Güneydoğu Anadolu Bölgesi’nde 41° 57′ doğu boylamı ve 37° -55′ kuzey enlemi üzerinde yer alan Siirt doğudan Şırnak ve Van, kuzeyden Batman ve Bitlis, batıdan Batman, güneyden Mardin ve Şırnak İlleri ile çevrilidir. İl topraklarının büyük bölümü dağlarla kaplıdır. Kuzeyde Muş Güneyi Dağları, doğuda Siirt Doğusu Dağları İl’in doğal sınırlarını oluşturan sıra dağlardır.

 

Botan (Uluçay) çayı

Nordüz Platosu’nu batıdan kuşatan Siirt-Hakkari ve Siirt-Van sınırlarını oluşturan yüksek dağlardan kaynağını alan bu akarsu,önce batıya,sonra kuzey batıya doğru akar. Suyu iyice bollaşan Botan Suyu dar ve derin bir vadi oymuştur. Vadi tabanıyla dağ” ların dorukları arasındaki yükselti farkı 1.000 m.’ye ulaşır.

 

Şırnak

Şırnak, Güneydoğu Anadolu bölgesinde Suriye ve Irak sınırlarındadır.
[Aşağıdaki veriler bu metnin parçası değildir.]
pub mod buffer;
pub mod harmonics;
pub mod packed;
pub mod rand;
use half::f16;


/// Byte size of one SH texel: four 32-bit channels.
pub const SH_TEXEL_BYTES: usize = 16;
pub const SH_TEXEL_CHANNELS: usize = 4;
/// Every channel carries two half precision coefficients.
pub const SH_COEFFICIENTS_PER_TEXEL: usize = SH_TEXEL_CHANNELS * 2;

pub const SH_CHANNELS: usize = 3;
pub const MAX_SH_DEGREE: usize = 3;


/// Coefficient count above the DC band, summed over all color channels.
pub const fn rest_coefficient_count(degree: usize) -> usize {
    ((degree + 1) * (degree + 1) - 1) * SH_CHANNELS
}

pub const fn sh_texture_count(degree: usize) -> usize {
    rest_coefficient_count(degree).div_ceil(SH_COEFFICIENTS_PER_TEXEL)
}

pub fn degree_from_rest_count(rest_count: usize) -> Option<usize> {
    (1..=MAX_SH_DEGREE).find(|&degree| rest_coefficient_count(degree) == rest_count)
}


/// Side length of the smallest square texel grid holding `count` texels.
pub fn texture_side(count: usize) -> usize {
    let mut side = (count as f64).sqrt() as usize;
    while side * side < count {
        side += 1;
    }
    while side > 0 && (side - 1) * (side - 1) >= count {
        side -= 1;
    }
    side
}

pub fn texture_bytes(side: usize) -> usize {
    side * side * SH_TEXEL_BYTES
}

/// Grid side of an SH texture, `None` unless its byte length forms a square grid of whole texels.
pub fn texture_side_of(texture: &[u8]) -> Option<usize> {
    if texture.len() % SH_TEXEL_BYTES != 0 {
        return None;
    }

    let texels = texture.len() / SH_TEXEL_BYTES;
    let side = texture_side(texels);
    (side * side == texels).then_some(side)
}


pub fn pack_f32s_to_u32(upper: f32, lower: f32) -> u32 {
    pack_f16s_to_u32(
        f16::from_f32(upper),
        f16::from_f32(lower),
    )
}

pub fn pack_f16s_to_u32(upper: f16, lower: f16) -> u32 {
    let upper_bits = (upper.to_bits() as u32) << 16;
    let lower_bits = lower.to_bits() as u32;
    upper_bits | lower_bits
}

pub fn unpack_u32_to_f32s(value: u32) -> (f32, f32) {
    let upper = f16::from_bits((value >> 16) as u16);
    let lower = f16::from_bits((value & 0xFFFF) as u16);
    (upper.to_f32(), lower.to_f32())
}


/// Packs per-splat rest coefficients into square SH textures.
///
/// `coefficients` holds `rest_coefficient_count(degree)` values per splat,
/// splat after splat. Splat `i` lands on texel `i` of every texture, texture
/// `t` carrying coefficients `8t .. 8t + 8`.
pub fn pack_sh_textures(
    coefficients: &[f32],
    degree: usize,
    splat_count: usize,
) -> Vec<Vec<u8>> {
    let per_splat = rest_coefficient_count(degree);
    let texture_count = sh_texture_count(degree);
    let side = texture_side(splat_count);

    let mut textures = vec![vec![0_u8; texture_bytes(side)]; texture_count];

    for (splat, splat_coefficients) in coefficients
        .chunks_exact(per_splat)
        .take(splat_count)
        .enumerate()
    {
        for (texture_index, texture) in textures.iter_mut().enumerate() {
            let start = texture_index * SH_COEFFICIENTS_PER_TEXEL;
            let coefficient = |i: usize| splat_coefficients.get(start + i).copied().unwrap_or(0.0);

            let texel_offset = splat * SH_TEXEL_BYTES;
            for channel in 0..SH_TEXEL_CHANNELS {
                let packed = pack_f32s_to_u32(coefficient(channel * 2), coefficient(channel * 2 + 1));
                let offset = texel_offset + channel * 4;
                texture[offset..offset + 4].copy_from_slice(&packed.to_le_bytes());
            }
        }
    }

    textures
}

/// Inverse of [`pack_sh_textures`] for a single splat.
pub fn unpack_sh_texel(
    textures: &[Vec<u8>],
    splat: usize,
    degree: usize,
) -> Vec<f32> {
    let per_splat = rest_coefficient_count(degree);
    let mut coefficients = Vec::with_capacity(per_splat);

    for texture in textures {
        let texel_offset = splat * SH_TEXEL_BYTES;
        let Some(texel) = texture.get(texel_offset..texel_offset + SH_TEXEL_BYTES) else {
            break;
        };

        for channel in texel.chunks_exact(4) {
            let value = u32::from_le_bytes([channel[0], channel[1], channel[2], channel[3]]);
            let (upper, lower) = unpack_u32_to_f32s(value);
            coefficients.push(upper);
            coefficients.push(lower);
        }
    }

    coefficients.truncate(per_splat);
    coefficients
}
Cudi Dağı antik kent ve Mağrası görülmeye değer yerlerdendir Tufan olayının Şırnak ili sınırlarında bulunan Cudi Dağında noktalandığı düşünülmektedir. Yüce kitabımız Kur’an-ı Kerimin Hud süresi’nin 44. ayeti Nuh gemisinin Cudi Dağında durduğunu yazmaktadır. Ayette geçen Cudi’nin burdaki Cudi dağı olduğu düşünülmektedir. Dağa uzak olmasına rağmen Cizre merkezde Hz Nuh (a.s.)’ın türbesi bulunmaktadır. Cudi dağının hemen eteklerinde olan Silopi’de bulunan bir köyde de Hz. Nuh (a.s.)’ma ait olduğu söylenen bir türbe mevcuttur. Fakat çok az kişi tarafından bilinmektedir.

 

Güneydoğu anadolu bölgesi’nin doğal güzellikleri

Ülkemizin en küçük coğrafi bölgesi olan Güneydoğu Anadolu Bölgesi doğal ve tarihi güzellikler açısından eşsiz güzellikler sunmaktadır.